A flight of three Staggerwings has just made a low pass along the runway; eight V-tail Bonanzas in two echelons are flying overhead at 1,000 feet AGL; and a Model 18 Twin Beech and a Twin Bonanza in formation swoop out of the sky and thunder by. More vintage Beechcraft in twos, threes and fours are making circuits and performing flybys for the crowd of several hundred gathered here at Tullahoma Regional Airport (KTHA) in eastern Tennessee.
“People come here to fly their airplanes and get together with like-minded friends—often at the same time,” said Beechcraft collector “Old” Bob Siegfried of Downers Grove, Ill., gazing up at the airborne display of fraternity. He later got into the act himself, leading Siegfried family members in a four-ship formation of a Stearman, a Twin Beech, an S35 Bonanza and an AT-6 Texan. [See “The Flying Siegfrieds” from Pilot Journal July/August 2008.]

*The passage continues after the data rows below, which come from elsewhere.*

//! Entities
//!
//! Every object in a match (players, bullets, pickups) and every transient
//! effect (gunfire, blood, death, pickup) is an `Entity` with an explicit
//! category tag and optional attributes.

use serde::{Serialize, Deserialize};

use crate::core::constants::MAX_HEALTH;
use crate::core::vec3::Vec3;

/// Entity identifier, unique within one match.
pub type EntityId = u32;

// =============================================================================
// ENTITY TYPE
// =============================================================================

/// Entity category with its stable wire code.
#[derive(Clone, Copy, Debug, PartialEq, Eq, PartialOrd, Ord, Hash, Serialize, Deserialize)]
#[serde(into = "u8", try_from = "u8")]
#[repr(u8)]
pub enum EntityType {
    /// Terrain (collision marker only)
    Ground = 1,
    /// Human or bot player
    Player = 2,
    /// Bullet in flight
    Bullet = 3,
    /// Tree obstacle
    Tree = 4,
    /// Rock obstacle
    Rock = 5,
    /// Ammo box
    Ammo = 6,
    /// Medkit
    Medkit = 7,
    /// Action: join a match
    Join = 8,
    /// Action: fire
    Shoot = 9,
    /// Lifecycle: match created
    GameCreate = 10,
    /// Lifecycle: match started
    GameStart = 11,
    /// Lifecycle: match ended
    GameEnd = 12,
    /// Effect: muzzle flash
    Gunfire = 13,
    /// Effect: hit marker
    Blood = 14,
    /// Event: a player was eliminated
    Death = 15,
    /// Event: a pickup was collected
    Pickup = 16,
}

impl EntityType {
    /// Wire code.
    #[inline]
    pub fn code(self) -> u8 {
        self as u8
    }

    /// Parse a wire code.
    pub fn from_code(code: u8) -> Option<Self> {
        use EntityType::*;
        Some(match code {
            1 => Ground,
            2 => Player,
            3 => Bullet,
            4 => Tree,
            5 => Rock,
            6 => Ammo,
            7 => Medkit,
            8 => Join,
            9 => Shoot,
            10 => GameCreate,
            11 => GameStart,
            12 => GameEnd,
            13 => Gunfire,
            14 => Blood,
            15 => Death,
            16 => Pickup,
            _ => return None,
        })
    }

    /// Collected by walking over it.
    #[inline]
    pub fn is_pickup(self) -> bool {
        matches!(self, EntityType::Ammo | EntityType::Medkit)
    }
}

impl From<EntityType> for u8 {
    fn from(t: EntityType) -> u8 {
        t.code()
    }
}

impl TryFrom<u8> for EntityType {
    type Error = String;

    fn try_from(code: u8) -> Result<Self, Self::Error> {
        EntityType::from_code(code).ok_or_else(|| format!("unknown entity type {code}"))
    }
}

// =============================================================================
// ENTITY
// =============================================================================

/// One entity in a match.
///
/// `cooldown` has two meanings depending on the category: ticks until the
/// next shot for players, frames until the effect expires for transient
/// entities.
#[derive(Clone, Debug, PartialEq)]
pub struct Entity {
    /// Category tag
    pub entity_type: EntityType,
    /// Match-unique id
    pub entity_id: EntityId,
    /// Position
    pub position: Vec3,
    /// Velocity per tick
    pub velocity: Option<Vec3>,
    /// Health, never negative
    pub health: i32,
    /// Rounds left
    pub ammo: Option<i32>,
    /// Reload or expiry countdown
    pub cooldown: Option<u32>,
    /// Placement, set on elimination
    pub rank: Option<u32>,
    /// Display name
    pub name: Option<String>,
    /// Owner: shooter, killer or collector
    pub player_id: Option<EntityId>,
    /// Heading in radians
    pub yaw: Option<f64>,
    /// Look pitch in radians
    pub pitch: Option<f64>,
    /// Driven by the server AI
    pub bot: bool,
}

impl Entity {
    /// Create an entity with default attributes.
    pub fn new(entity_type: EntityType, entity_id: EntityId, position: Vec3) -> Self {
        Self {
            entity_type,
            entity_id,
            position,
            velocity: None,
            health: MAX_HEALTH,
            ammo: None,
            cooldown: None,
            rank: None,
            name: None,
            player_id: None,
            yaw: None,
            pitch: None,
            bot: false,
        }
    }

    /// Health above zero.
    #[inline]
    pub fn is_alive(&self) -> bool {
        self.health > 0
    }

    /// A living player.
    #[inline]
    pub fn is_live_player(&self) -> bool {
        self.entity_type == EntityType::Player && self.is_alive()
    }

    /// Apply damage, flooring health at zero.
    pub fn damage(&mut self, amount: i32) {
        self.health = (self.health - amount).max(0);
    }

    /// Reload countdown, treating absent as ready.
    #[inline]
    pub fn cooldown_ticks(&self) -> u32 {
        self.cooldown.unwrap_or(0)
    }

    /// Rounds left, treating absent as empty.
    #[inline]
    pub fn ammo_count(&self) -> i32 {
        self.ammo.unwrap_or(0)
    }
}
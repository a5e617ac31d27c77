//! World Constants
//!
//! Dimensions, speeds and timings shared by terrain generation, the
//! safe zone, collision and the tick.
//!
//! ```text
//! ┌──────────────────────── MIN_X..MAX_X (±500) ────────────────────────┐
//! │   water                                                             │
//! │        ┌────────── PLAYABLE_MIN..PLAYABLE_MAX (±400) ──────────┐    │
//! │        │   height grid: 21 x 21 corners, TILE_SIZE = 40       │    │
//! │        └───────────────────────────────────────────────────────┘    │
//! └─────────────────────────────────────────────────────────────────────┘
//! ```

// =============================================================================
// WORLD BOUNDS
// =============================================================================

/// Minimum world x coordinate.
pub const MIN_X: f64 = -500.0;

/// Maximum world x coordinate.
pub const MAX_X: f64 = 500.0;

/// Minimum world z coordinate.
pub const MIN_Z: f64 = -500.0;

/// Maximum world z coordinate.
pub const MAX_Z: f64 = 500.0;

/// Fraction of the world that is land.
pub const PLAYABLE_RANGE: f64 = 0.8;

/// Lower edge of the playable square (both axes).
pub const PLAYABLE_MIN: f64 = MIN_X * PLAYABLE_RANGE;

/// Upper edge of the playable square (both axes).
pub const PLAYABLE_MAX: f64 = MAX_X * PLAYABLE_RANGE;

/// Height grid spacing.
pub const TILE_SIZE: f64 = 40.0;

/// Number of tiles along one axis of the height grid.
pub const TILE_COUNT: usize = 20;

// =============================================================================
// ENTITY SIZES
// =============================================================================

/// Player sphere diameter.
pub const PLAYER_HEIGHT: f64 = 2.0;

/// Player sphere radius; also the spawn offset above the ground.
pub const PLAYER_HALF_HEIGHT: f64 = PLAYER_HEIGHT / 2.0;

/// Bullet spawn height above a player's position.
pub const PLAYER_EYELEVEL: f64 = 0.5;

/// Tree y offset above the ground.
pub const TREE_SIZE: f64 = 5.0;

/// Rock y offset above the ground.
pub const ROCK_SIZE: f64 = 1.0;

/// Ammo box y offset above the ground.
pub const AMMO_SIZE: f64 = 0.5;

/// Medkit y offset above the ground.
pub const MEDKIT_SIZE: f64 = 0.5;

/// Rock collision radius.
pub const ROCK_RADIUS: f64 = 0.8;

/// Tree trunk collision radius.
pub const TREE_RADIUS: f64 = 0.8;

/// Distance from a tree's stored y down to its trunk sphere center.
pub const TREE_TRUNK_DROP: f64 = 4.2;

/// Ground march step used by ray-vs-terrain tests.
pub const GROUND_STEP: f64 = 0.1;

// =============================================================================
// GAMEPLAY
// =============================================================================

/// Lobby match id.
pub const LOBBY_ID: u32 = 0;

/// Movement speed in units per second.
pub const RUN_SPEED: f64 = 8.0;

/// Movement per tick for bots.
pub const WALK_STEP: f64 = RUN_SPEED / 30.0;

/// Bullet speed in units per tick.
pub const BULLET_SPEED: f64 = 10.0;

/// Full health.
pub const MAX_HEALTH: i32 = 100;

/// Ammo given to a fresh player.
pub const STARTING_AMMO: i32 = 30;

/// Damage dealt by one bullet.
pub const BULLET_DAMAGE: i32 = 25;

/// Damage dealt by the zone every `ZONE_DAMAGE_INTERVAL` ticks.
pub const ZONE_DAMAGE: i32 = 5;

/// Ticks between zone damage applications.
pub const ZONE_DAMAGE_INTERVAL: u64 = 33;

/// Ammo restored by an ammo box.
pub const AMMO_PICKUP: i32 = 30;

/// Health restored by a medkit.
pub const MEDKIT_HEAL: i32 = 50;

/// Reload ticks after a shot.
pub const SHOT_COOLDOWN: u32 = 10;

/// Lifetime of a gunfire effect in client frames.
pub const GUNFIRE_COOLDOWN: u32 = 8;

/// Lifetime of a blood effect in client frames.
pub const BLOOD_COOLDOWN: u32 = 16;

/// Distance within which a player collects a pickup.
pub const PICKUP_RANGE: f64 = 1.0;

// =============================================================================
// SAFE ZONE TIMING
// =============================================================================

/// Number of safe-zone circles.
pub const CIRCLE_COUNT: usize = 6;

/// Index of the final circle.
pub const LAST_CIRCLE_INDEX: usize = CIRCLE_COUNT - 1;

/// Half phase after which the zone stops moving.
pub const LAST_CIRCLE_PHASE: usize = LAST_CIRCLE_INDEX * 2;

/// Seconds per full phase (one circle).
pub const FULL_PHASE: f64 = 60.0;

/// Seconds per half phase (hold, then shrink).
pub const HALF_PHASE: f64 = FULL_PHASE / 2.0;

/// Radius of the second circle; each later circle halves it.
pub const FIRST_SHRINK_RADIUS: f64 = 320.0;

/// Seconds of pre-game before a new match starts.
pub const PREGAME_TIME: f64 = 30.0;

/// A match stops accepting joins this many seconds before it starts.
pub const JOIN_CUTOFF: f64 = 3.0;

|The homage the Staggerwing inspires is understandable. As the aircraft that launched Beech Aircraft Corporation, it’s an important piece of aviation history.|
This is the annual Beechcraft fly-in at the Beechcraft Heritage Museum (www.beechcraftheritagemuseum.org) in Tullahoma, Tenn. Want a ride in a Staggerwing or a Twin Beech? Go out to the tiedown area, and you’re likely to get an invitation. Classic Beech airplanes are parked wingtip to wingtip on the grass, gleaming paint and polished aluminum bespeaking their lavish care.
“My wife calls it ‘Lola,’” Steve Dyer, who flew in from Brighton, Colo., said of his 1944 D17S Staggerwing. “Whatever Lola wants, Lola gets.”
Behind us, the low-slung buildings and hangars house the largest and most historically important collection of Beech airplanes anywhere in the world, from a 1925 Travel Air Model 1000 (Serial #1) to a Model 2000A Starship.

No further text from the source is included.